Another looming cloud is the situation in neighboring Syria, which serves as the fulcrum for Erdogan’s Middle East policy.  Ankara is becoming increasingly concerned with what’s occurring, since Syrians are fleeing in increasing numbers to Turkey, creating a potential refugee problem.  Erdogan has also been very slow in criticizing Assad for his actions; the Turkish leader is hesitant to upset growing business and strategic ties.

This tentative attitude is the same with Libya’s Qaddafi.  Abhorrent dictators notwithstanding, Turkey has become entwined in Syria and Libya’s infrastructural development.  There is an assortment of turnkey projects involving Turkish construction companies within these nations (particularly Libya) and fears of default play an influential factor in Ankara’s regional outlook.  Thus Turkey’s aim of becoming a “bridge” between Western and Middle Eastern societies is in a conundrum, sandwiched between authoritarian despots and the Arab Spring’s protestors.

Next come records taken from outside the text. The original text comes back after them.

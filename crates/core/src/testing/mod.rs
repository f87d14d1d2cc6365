//! Testing utilities and mock implementations.
//!
//! This module provides mock implementations of the stage runner and
//! publisher traits plus fixtures for passes and pipelines, so the tracker
//! and orchestrator can be exercised without external processing tools.
//!
//! # Example
//!
//! ```rust,ignore
//! use modis_runner_core::testing::{fixtures, MockPublisher, MockStageRunner};
//!
//! let runner = MockStageRunner::new();
//! let publisher = MockPublisher::new();
//!
//! runner.script("decode", vec![StageOutcome::TimedOut]).await;
//! tracker.ingest(fixtures::terra_event(start)).await;
//! ```

mod mock_publisher;
mod mock_stage_runner;

pub use mock_publisher::MockPublisher;
pub use mock_stage_runner::MockStageRunner;

/// Test fixtures and helper functions.
pub mod fixtures {
    use std::collections::BTreeMap;
    use std::path::{Path, PathBuf};

    use chrono::{DateTime, Duration, Utc};
    use uuid::Uuid;

    use crate::pass::{
        Pass, PassEvent, PassId, PassStatus, PassWindow, Platform, StageRecord,
    };
    use crate::pipeline::{PipelineSpec, PipelinesConfig, RawInput, StageSpec};
    use crate::publisher::ProductNotification;

    /// Directory fixture events point into.
    pub const DATA_DIR: &str = "/data";

    /// A Terra MODIS packet file name matching the Terra pipeline.
    pub const TERRA_FILE: &str = "P0420064AAAAAAAAAAAAAA24356010100001.PDS";

    pub const TERRA_PATTERN: &str = "P0420064AAAAAAAAAAAAAA*001.PDS";
    pub const AQUA_MODIS_PATTERN: &str = "P1540064AAAAAAAAAAAAAA*001.PDS";
    pub const AQUA_GBAD_PATTERN: &str = "P154095715409581540959*001.PDS";

    fn args(parts: &[&str]) -> Vec<String> {
        parts.iter().map(|s| s.to_string()).collect()
    }

    fn decode_stage() -> StageSpec {
        StageSpec::new(
            "decode",
            "1A",
            args(&[
                "modis_L1A",
                "--verbose",
                "--mission={mission}",
                "--startnudge={start_nudge}",
                "--stopnudge={end_nudge}",
                "-o",
                "{output:0}",
                "{inputs}",
            ]),
        )
        .with_inputs(args(&["{raw:modis}"]))
        .with_outputs(args(&["{mission}{start_time:%Y%j%H%M%S}.L1A_LAC"]))
    }

    fn geolocate_stage(extra_inputs: &[&str]) -> StageSpec {
        let mut inputs = args(&["{artifact:decode}"]);
        inputs.extend(args(extra_inputs));
        StageSpec::new(
            "geolocate",
            "1A",
            args(&["geolocate_l1a", "--verbose", "{inputs}", "{output:0}"]),
        )
        .with_inputs(inputs)
        .with_outputs(args(&["{mission}{start_time:%Y%j%H%M%S}.GEO"]))
    }

    fn calibrate_stage() -> StageSpec {
        StageSpec::new(
            "calibrate",
            "1B",
            args(&["modis_L1B", "--verbose", "{input:0}", "{input:1}"]),
        )
        .with_inputs(args(&["{artifact:decode}", "{artifact:geolocate}"]))
        .with_outputs(args(&["{mission}{start_time:%Y%j%H%M%S}.L1B_*"]))
    }

    /// Terra: decode, geolocate, calibrate.
    pub fn terra_pipeline() -> PipelineSpec {
        PipelineSpec {
            raw_inputs: vec![RawInput::new("modis", TERRA_PATTERN)],
            stages: vec![decode_stage(), geolocate_stage(&[]), calibrate_stage()],
        }
    }

    /// Aqua: gbad, decode, geolocate, calibrate. Needs both packet files.
    pub fn aqua_pipeline() -> PipelineSpec {
        let mut gbad = StageSpec::new(
            "gbad",
            "att_eph",
            args(&["gbad_run", "{input:0}", "{pass_dir}/gbad"]),
        )
        .with_inputs(args(&["{raw:gbad}"]))
        .with_outputs(args(&["{pass_dir}/gbad/*.att"]));
        gbad.publish = false;

        PipelineSpec {
            raw_inputs: vec![
                RawInput::new("modis", AQUA_MODIS_PATTERN),
                RawInput::new("gbad", AQUA_GBAD_PATTERN),
            ],
            stages: vec![
                gbad,
                decode_stage(),
                geolocate_stage(&["{artifact:gbad}"]),
                calibrate_stage(),
            ],
        }
    }

    pub fn pipelines() -> PipelinesConfig {
        PipelinesConfig {
            aqua: Some(aqua_pipeline()),
            terra: Some(terra_pipeline()),
        }
    }

    /// Terra event for [`TERRA_FILE`] under [`DATA_DIR`].
    pub fn terra_event(start: DateTime<Utc>) -> PassEvent {
        terra_event_named(start, TERRA_FILE)
    }

    pub fn terra_event_named(start: DateTime<Utc>, name: &str) -> PassEvent {
        PassEvent::new(Platform::Terra, start, Path::new(DATA_DIR).join(name))
            .with_topic("/XLBANDANTENNA/TERRA/ISP")
    }

    /// Terra event for a file that lives in `dir`.
    pub fn terra_event_in(dir: &Path, start: DateTime<Utc>, name: &str) -> PassEvent {
        PassEvent::new(Platform::Terra, start, dir.join(name))
            .with_topic("/XLBANDANTENNA/TERRA/ISP")
    }

    pub fn aqua_modis_event(start: DateTime<Utc>) -> PassEvent {
        let name = format!("P1540064AAAAAAAAAAAAAA{}001.PDS", start.format("%y%j%H%M%S"));
        PassEvent::new(Platform::Aqua, start, Path::new(DATA_DIR).join(name))
            .with_topic("/XLBANDANTENNA/AQUA/ISP")
    }

    pub fn aqua_gbad_event(start: DateTime<Utc>) -> PassEvent {
        let name = format!("P154095715409581540959{}001.PDS", start.format("%y%j%H%M%S"));
        PassEvent::new(Platform::Aqua, start, Path::new(DATA_DIR).join(name))
            .with_topic("/XLBANDANTENNA/AQUA/ISP")
    }

    /// A ready Terra pass holding [`TERRA_FILE`], nothing run yet.
    pub fn terra_pass(start: DateTime<Utc>) -> Pass {
        let pipeline = terra_pipeline();
        let mut raw_files = BTreeMap::new();
        raw_files.insert("modis".to_string(), Path::new(DATA_DIR).join(TERRA_FILE));

        Pass {
            id: PassId::derive(Platform::Terra, start),
            platform: Platform::Terra,
            window: PassWindow::around(start, Duration::minutes(5), Duration::minutes(5)),
            start_time: start,
            orbit_number: None,
            raw_files,
            required_roles: pipeline.required_roles(),
            stages: pipeline
                .stages
                .iter()
                .map(|s| StageRecord::new(&s.name, s.enabled))
                .collect(),
            status: PassStatus::Active,
            events_merged: 1,
            created_at: start,
            last_updated_at: start,
            waiting_for_slot: None,
        }
    }

    /// A notification for an artifact of a Terra pass.
    pub fn notification(stage: &str, path: &str) -> ProductNotification {
        let start = Utc::now();
        let uid = PathBuf::from(path)
            .file_name()
            .map(|n| n.to_string_lossy().into_owned())
            .unwrap_or_default();
        ProductNotification {
            id: Uuid::new_v4(),
            topic: "/EOS/1A/unknown/polar/direct_readout".to_string(),
            pass_id: PassId::derive(Platform::Terra, start),
            platform: Platform::Terra,
            platform_name: Platform::Terra.platform_name().to_string(),
            start_time: start,
            orbit_number: None,
            product: "1A".to_string(),
            uri: format!("file://{}", path),
            uid,
            stage: stage.to_string(),
            station: "unknown".to_string(),
            sensor: "modis".to_string(),
            format: "EOS".to_string(),
            data_type: "HDF4".to_string(),
            published_at: start,
        }
    }
}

Some useful further analysis is offered by another friend, Barry Rubin (director of the Global Research in International Affairs [GLORIA] Center, editor of the Middle East Review of International Affairs [MERIA] Journal). Rubin is concerned, “how many people in the West actually appreciate what is happening?” He lists some of these happenings:

[A]s the Islamist party gains more and more power and support–Turkey has demonstrated this–it becomes more ambitious, daring, and extreme.

This would include:

–A constitution that would take the country far down the road to a more Islamist state and society.

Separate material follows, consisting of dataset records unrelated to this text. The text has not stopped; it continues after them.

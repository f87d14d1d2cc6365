//! Pass orchestration.
//!
//! The orchestrator drives every live pass through its stage pipeline:
//!
//! ```text
//! Pending -> Running -> Succeeded -> (next stage) ... -> pass Succeeded
//!               |
//!               +-> Failed { retry_at } -> Running (after backoff)
//!               +-> Failed (terminal)   -> pass Failed
//! ```
//!
//! Advancement happens only in [`PassOrchestrator::tick`]. Stage attempts run
//! on spawned tasks and hand their outcome back through a channel, together
//! with the admission permit, so the number of running stages never exceeds
//! `max_concurrent_stages`. Every pass that reaches a terminal status produces
//! exactly one [`PassReport`].

mod config;
mod runner;
mod types;

pub use config::{OrchestratorConfig, RetryConfig};
pub use runner::PassOrchestrator;
pub use types::{FailureKind, OrchestratorError, OrchestratorStatus, PassReport, TickSummary};
//! Orchestrator configuration.

use std::path::PathBuf;

use serde::{Deserialize, Serialize};

/// Configuration for the pass orchestrator.
#[derive(Debug, Clone, Serialize, Deserialize)]
pub struct OrchestratorConfig {
    /// Enable/disable the background loop.
    /// When disabled, passes only advance through explicit ticks.
    #[serde(default = "default_enabled")]
    pub enabled: bool,

    /// How often the loop ticks without being notified (milliseconds).
    #[serde(default = "default_tick_interval")]
    pub tick_interval_ms: u64,

    /// Maximum stage attempts running at once, across all passes.
    #[serde(default = "default_max_concurrent")]
    pub max_concurrent_stages: usize,

    /// Root of the per-pass working directories.
    #[serde(default = "default_work_root")]
    pub work_root: PathBuf,

    /// How long a finished pass keeps its working directory (seconds).
    #[serde(default = "default_retention")]
    pub working_dir_retention_secs: u64,

    /// Buffer of the pass report broadcast channel.
    #[serde(default = "default_report_capacity")]
    pub report_channel_capacity: usize,

    #[serde(default)]
    pub retry: RetryConfig,
}

fn default_enabled() -> bool {
    true
}

fn default_tick_interval() -> u64 {
    1000 // 1 second
}

fn default_max_concurrent() -> usize {
    2
}

fn default_work_root() -> PathBuf {
    PathBuf::from("/var/lib/modis-runner/work")
}

fn default_retention() -> u64 {
    3600 // 1 hour
}

fn default_report_capacity() -> usize {
    64
}

impl Default for OrchestratorConfig {
    fn default() -> Self {
        Self {
            enabled: default_enabled(),
            tick_interval_ms: default_tick_interval(),
            max_concurrent_stages: default_max_concurrent(),
            work_root: default_work_root(),
            working_dir_retention_secs: default_retention(),
            report_channel_capacity: default_report_capacity(),
            retry: RetryConfig::default(),
        }
    }
}

impl OrchestratorConfig {
    pub fn with_work_root(mut self, work_root: impl Into<PathBuf>) -> Self {
        self.work_root = work_root.into();
        self
    }

    pub fn with_max_concurrent_stages(mut self, max: usize) -> Self {
        self.max_concurrent_stages = max;
        self
    }

    pub fn with_retention(mut self, secs: u64) -> Self {
        self.working_dir_retention_secs = secs;
        self
    }

    pub fn with_retry(mut self, retry: RetryConfig) -> Self {
        self.retry = retry;
        self
    }
}

/// Backoff between attempts of a failed stage.
#[derive(Debug, Clone, Serialize, Deserialize)]
pub struct RetryConfig {
    #[serde(default = "default_initial_delay")]
    pub initial_delay_secs: u64,

    #[serde(default = "default_max_delay")]
    pub max_delay_secs: u64,

    /// 1.0 gives a fixed delay.
    #[serde(default = "default_multiplier")]
    pub backoff_multiplier: f64,
}

fn default_initial_delay() -> u64 {
    30
}

fn default_max_delay() -> u64 {
    600 // 10 minutes
}

fn default_multiplier() -> f64 {
    2.0
}

impl Default for RetryConfig {
    fn default() -> Self {
        Self {
            initial_delay_secs: default_initial_delay(),
            max_delay_secs: default_max_delay(),
            backoff_multiplier: default_multiplier(),
        }
    }
}

impl RetryConfig {
    /// Retries immediately.
    pub fn immediate() -> Self {
        Self {
            initial_delay_secs: 0,
            max_delay_secs: 0,
            backoff_multiplier: 1.0,
        }
    }

    /// Delay before the attempt following failed attempt number `attempt` (1-based).
    pub fn delay(&self, attempt: u32) -> chrono::Duration {
        let exponent = attempt.saturating_sub(1).min(63) as i32;
        let secs = self.initial_delay_secs as f64 * self.backoff_multiplier.powi(exponent);
        let capped = secs.min(self.max_delay_secs as f64).max(0.0);
        chrono::Duration::milliseconds((capped * 1000.0) as i64)
    }
}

–A more presidential style of government empowering the mercurial (a nice word for personally unstable and frighteningly arrogant) Prime Minister Recep Tayyip Erdogan to become the chief executive.

–The government can now infiltrate, take over, and transform the remaining hold out institutions, especially the armed forces and courts, along with the remainder of the media that has not yet been bought up or intimidated by the Islamists.

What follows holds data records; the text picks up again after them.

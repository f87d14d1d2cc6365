//! HTTP metrics middleware.

use axum::{body::Body, http::Request, middleware::Next, response::Response};
use std::time::Instant;

use crate::metrics::{
    normalize_path, HTTP_REQUESTS_IN_FLIGHT, HTTP_REQUESTS_TOTAL, HTTP_REQUEST_DURATION,
};

/// Records duration, count and in-flight requests per normalized path.
pub async fn metrics_middleware(request: Request<Body>, next: Next) -> Response {
    let start = Instant::now();
    let method = request.method().to_string();
    let path = normalize_path(request.uri().path());

    HTTP_REQUESTS_IN_FLIGHT.inc();
    let response = next.run(request).await;
    HTTP_REQUESTS_IN_FLIGHT.dec();

    let status = response.status().as_u16().to_string();
    HTTP_REQUEST_DURATION
        .with_label_values(&[&method, &path, &status])
        .observe(start.elapsed().as_secs_f64());
    HTTP_REQUESTS_TOTAL
        .with_label_values(&[&method, &path, &status])
        .inc();

    response
}
//! Pass tracker configuration.

use chrono::Duration;
use serde::{Deserialize, Serialize};

/// Configuration for pass correlation and staleness.
#[derive(Debug, Clone, Serialize, Deserialize)]
pub struct TrackerConfig {
    /// Tolerance before the first announced start time (seconds).
    #[serde(default = "default_nudge")]
    pub start_nudge_secs: u64,

    /// Tolerance after the first announced start time (seconds).
    #[serde(default = "default_nudge")]
    pub end_nudge_secs: u64,

    /// Passes idle for longer than this are abandoned (seconds).
    #[serde(default = "default_staleness_horizon")]
    pub staleness_horizon_secs: u64,

    /// How often the staleness sweep runs (seconds).
    #[serde(default = "default_sweep_interval")]
    pub sweep_interval_secs: u64,

    /// How long a finished pass blocks re-creation by late duplicates (seconds).
    #[serde(default = "default_recent_horizon")]
    pub recent_horizon_secs: u64,
}

fn default_nudge() -> u64 {
    300 // 5 minutes
}

fn default_staleness_horizon() -> u64 {
    3600 // 1 hour
}

fn default_sweep_interval() -> u64 {
    60
}

fn default_recent_horizon() -> u64 {
    300 // 5 minutes
}

impl Default for TrackerConfig {
    fn default() -> Self {
        Self {
            start_nudge_secs: default_nudge(),
            end_nudge_secs: default_nudge(),
            staleness_horizon_secs: default_staleness_horizon(),
            sweep_interval_secs: default_sweep_interval(),
            recent_horizon_secs: default_recent_horizon(),
        }
    }
}

impl TrackerConfig {
    /// Sets both nudges.
    pub fn with_nudges(mut self, start_secs: u64, end_secs: u64) -> Self {
        self.start_nudge_secs = start_secs;
        self.end_nudge_secs = end_secs;
        self
    }

    /// Sets the staleness horizon.
    pub fn with_staleness_horizon(mut self, secs: u64) -> Self {
        self.staleness_horizon_secs = secs;
        self
    }

    pub fn start_nudge(&self) -> Duration {
        Duration::seconds(self.start_nudge_secs as i64)
    }

    pub fn end_nudge(&self) -> Duration {
        Duration::seconds(self.end_nudge_secs as i64)
    }

    pub fn staleness_horizon(&self) -> Duration {
        Duration::seconds(self.staleness_horizon_secs as i64)
    }

    pub fn recent_horizon(&self) -> Duration {
        Duration::seconds(self.recent_horizon_secs as i64)
    }
}
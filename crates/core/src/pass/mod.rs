//! Pass correlation.
//!
//! A pass is one overpass of an EOS platform observed by the ground
//! station. Raw segment files announced over the bus are correlated into
//! passes by platform and a start-time tolerance window; the tracker owns the
//! live passes and hands out [`PassHandle`]s for the orchestrator to mutate.
//!
//! # Flow
//!
//! 1. The listener normalizes a bus message into a [`PassEvent`]
//! 2. [`PassTracker::ingest`] merges it into a live pass or creates one
//! 3. Once every raw role has a file the pass is ready for its first stage
//! 4. Finished passes are evicted; their window stays blocked for a short
//!    while so late duplicates do not re-trigger processing

mod config;
mod tracker;
mod types;

pub use config::TrackerConfig;
pub use tracker::{IgnoreReason, Ingest, PassHandle, PassTracker};
pub use types::{
    Pass, PassEvent, PassId, PassStatus, PassWindow, Platform, StageRecord, StageState,
    UnknownPlatform,
};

–A government whose policy is to align with Islamists like Iran, Syria (not Islamist but part of the Tehran-led alliance), Hamas, Hizballah, and perhaps the Muslim Brotherhood.

–A government against U.S. and Western interests.

–A government that, to put it bluntly, hates Israel and many of whose members hate Jews.

–For Israel, any dreams of restoring the alliance with Turkey, or even a friendly relationship or normal diplomatic relations are finished. This is the regime that sponsored the first Gaza flotilla and is now behind the second one. From an Israeli interests’ perspective, Turkey’s government is now on the other side, the side of its enemies.

What’s for the West to do? The European Union’s racial, religious and economic hesitancies toward including Turkey have increased over the years, and Turkey’s economic growth has made that avenue less appealing for Turkey. NATO, as demonstrated in its European members’ feeble capabilities and union in Libya, holds little attractiveness as a strong partner, in addition to a divergence of interests with Turkey. The US, withdrawing from confrontation with Islamists in the Middle East, is also less a strong player in the Middle East as the Obama administration waffles toward traditional alliances and undercutting them, Arab and Israeli. Despite the possibly troubling portents within Turkey’s economy, there is not substantial reason to believe them imminent or seriously destabilizing to AKP power within the foreseeable future.

That leaves Turkey unlikely to be amenable to Western pressures. On the other hand, although a major player at the peripheries of the Middle East, despite its pretensions (see this over-the-top victory pronouncement by Erdogan), it is not viewed by the Arab states or peoples as of the Middle East. Turkey will be an increasing trouble-maker but its influence will be largely defined by the outcomes of the increasing various antipathies between Islamist vs secular despots, and between Saudi Arabia’s new Gulf coalition vs Iran (also a non-Arab and peripheral trouble-maker).